* Prompt
Below are the records; copy each line in which "ImageLayout" occurs.

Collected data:

____

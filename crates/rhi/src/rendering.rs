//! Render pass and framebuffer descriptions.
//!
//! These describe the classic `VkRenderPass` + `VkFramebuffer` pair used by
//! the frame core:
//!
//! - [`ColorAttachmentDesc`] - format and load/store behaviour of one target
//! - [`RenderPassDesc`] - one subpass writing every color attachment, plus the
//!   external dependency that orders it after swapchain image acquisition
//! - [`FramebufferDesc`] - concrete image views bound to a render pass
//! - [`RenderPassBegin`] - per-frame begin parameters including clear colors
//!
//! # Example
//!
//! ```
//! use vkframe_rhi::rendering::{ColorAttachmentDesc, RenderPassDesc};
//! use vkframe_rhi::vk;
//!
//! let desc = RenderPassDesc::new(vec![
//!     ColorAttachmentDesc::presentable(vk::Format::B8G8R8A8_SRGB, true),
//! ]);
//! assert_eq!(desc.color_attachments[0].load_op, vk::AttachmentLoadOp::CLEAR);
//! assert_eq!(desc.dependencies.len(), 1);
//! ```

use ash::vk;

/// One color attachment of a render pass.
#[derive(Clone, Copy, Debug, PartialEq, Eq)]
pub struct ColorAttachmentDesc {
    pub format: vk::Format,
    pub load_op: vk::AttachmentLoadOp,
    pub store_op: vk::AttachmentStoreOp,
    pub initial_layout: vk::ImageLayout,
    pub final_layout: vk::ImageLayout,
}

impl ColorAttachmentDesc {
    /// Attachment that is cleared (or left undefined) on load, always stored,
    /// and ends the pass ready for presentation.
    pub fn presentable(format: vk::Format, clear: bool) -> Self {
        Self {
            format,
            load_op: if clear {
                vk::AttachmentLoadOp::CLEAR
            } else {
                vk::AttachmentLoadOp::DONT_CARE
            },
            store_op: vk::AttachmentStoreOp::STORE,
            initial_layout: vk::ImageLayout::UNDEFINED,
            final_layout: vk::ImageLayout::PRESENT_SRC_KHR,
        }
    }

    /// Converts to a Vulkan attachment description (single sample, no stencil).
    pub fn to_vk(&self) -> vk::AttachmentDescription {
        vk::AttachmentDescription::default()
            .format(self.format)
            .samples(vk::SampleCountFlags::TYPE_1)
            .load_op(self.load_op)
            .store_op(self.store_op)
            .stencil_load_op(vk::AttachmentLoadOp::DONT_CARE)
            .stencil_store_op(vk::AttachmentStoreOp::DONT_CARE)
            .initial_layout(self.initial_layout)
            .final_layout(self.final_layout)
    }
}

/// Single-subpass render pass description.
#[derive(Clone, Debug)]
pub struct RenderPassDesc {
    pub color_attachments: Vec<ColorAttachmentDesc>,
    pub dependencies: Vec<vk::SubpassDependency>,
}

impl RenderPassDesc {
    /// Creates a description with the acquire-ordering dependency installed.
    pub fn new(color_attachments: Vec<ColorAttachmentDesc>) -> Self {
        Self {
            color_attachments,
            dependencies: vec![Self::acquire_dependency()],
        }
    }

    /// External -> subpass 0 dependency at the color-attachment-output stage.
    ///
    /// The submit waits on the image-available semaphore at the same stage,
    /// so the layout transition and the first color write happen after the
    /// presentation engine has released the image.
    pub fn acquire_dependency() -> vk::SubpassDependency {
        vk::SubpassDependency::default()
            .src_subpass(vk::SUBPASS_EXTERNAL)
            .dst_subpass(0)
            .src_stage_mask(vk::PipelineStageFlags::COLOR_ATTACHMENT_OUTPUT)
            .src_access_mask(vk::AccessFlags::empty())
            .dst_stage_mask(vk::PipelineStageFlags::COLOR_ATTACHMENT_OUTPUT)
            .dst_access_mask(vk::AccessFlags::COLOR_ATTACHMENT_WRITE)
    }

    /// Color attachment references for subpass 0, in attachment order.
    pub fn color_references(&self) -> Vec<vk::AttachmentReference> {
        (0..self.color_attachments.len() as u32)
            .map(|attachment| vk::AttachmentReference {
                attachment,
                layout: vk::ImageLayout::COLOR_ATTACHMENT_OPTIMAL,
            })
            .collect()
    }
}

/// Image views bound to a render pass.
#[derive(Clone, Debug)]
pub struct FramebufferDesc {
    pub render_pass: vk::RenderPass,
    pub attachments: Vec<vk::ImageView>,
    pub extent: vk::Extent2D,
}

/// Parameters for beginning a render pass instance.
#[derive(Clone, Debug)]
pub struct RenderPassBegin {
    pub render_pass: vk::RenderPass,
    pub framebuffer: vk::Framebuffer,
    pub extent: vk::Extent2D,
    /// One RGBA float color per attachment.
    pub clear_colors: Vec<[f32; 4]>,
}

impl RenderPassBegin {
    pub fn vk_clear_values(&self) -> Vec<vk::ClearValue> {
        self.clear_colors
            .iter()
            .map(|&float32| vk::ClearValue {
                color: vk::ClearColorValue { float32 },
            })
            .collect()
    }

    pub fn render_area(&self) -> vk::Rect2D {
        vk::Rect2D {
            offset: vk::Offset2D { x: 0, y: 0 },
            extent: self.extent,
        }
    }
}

____

* Exercise solution
    pub initial_layout: vk::ImageLayout,
    pub final_layout: vk::ImageLayout,
            initial_layout: vk::ImageLayout::UNDEFINED,
            final_layout: vk::ImageLayout::PRESENT_SRC_KHR,
                layout: vk::ImageLayout::COLOR_ATTACHMENT_OPTIMAL,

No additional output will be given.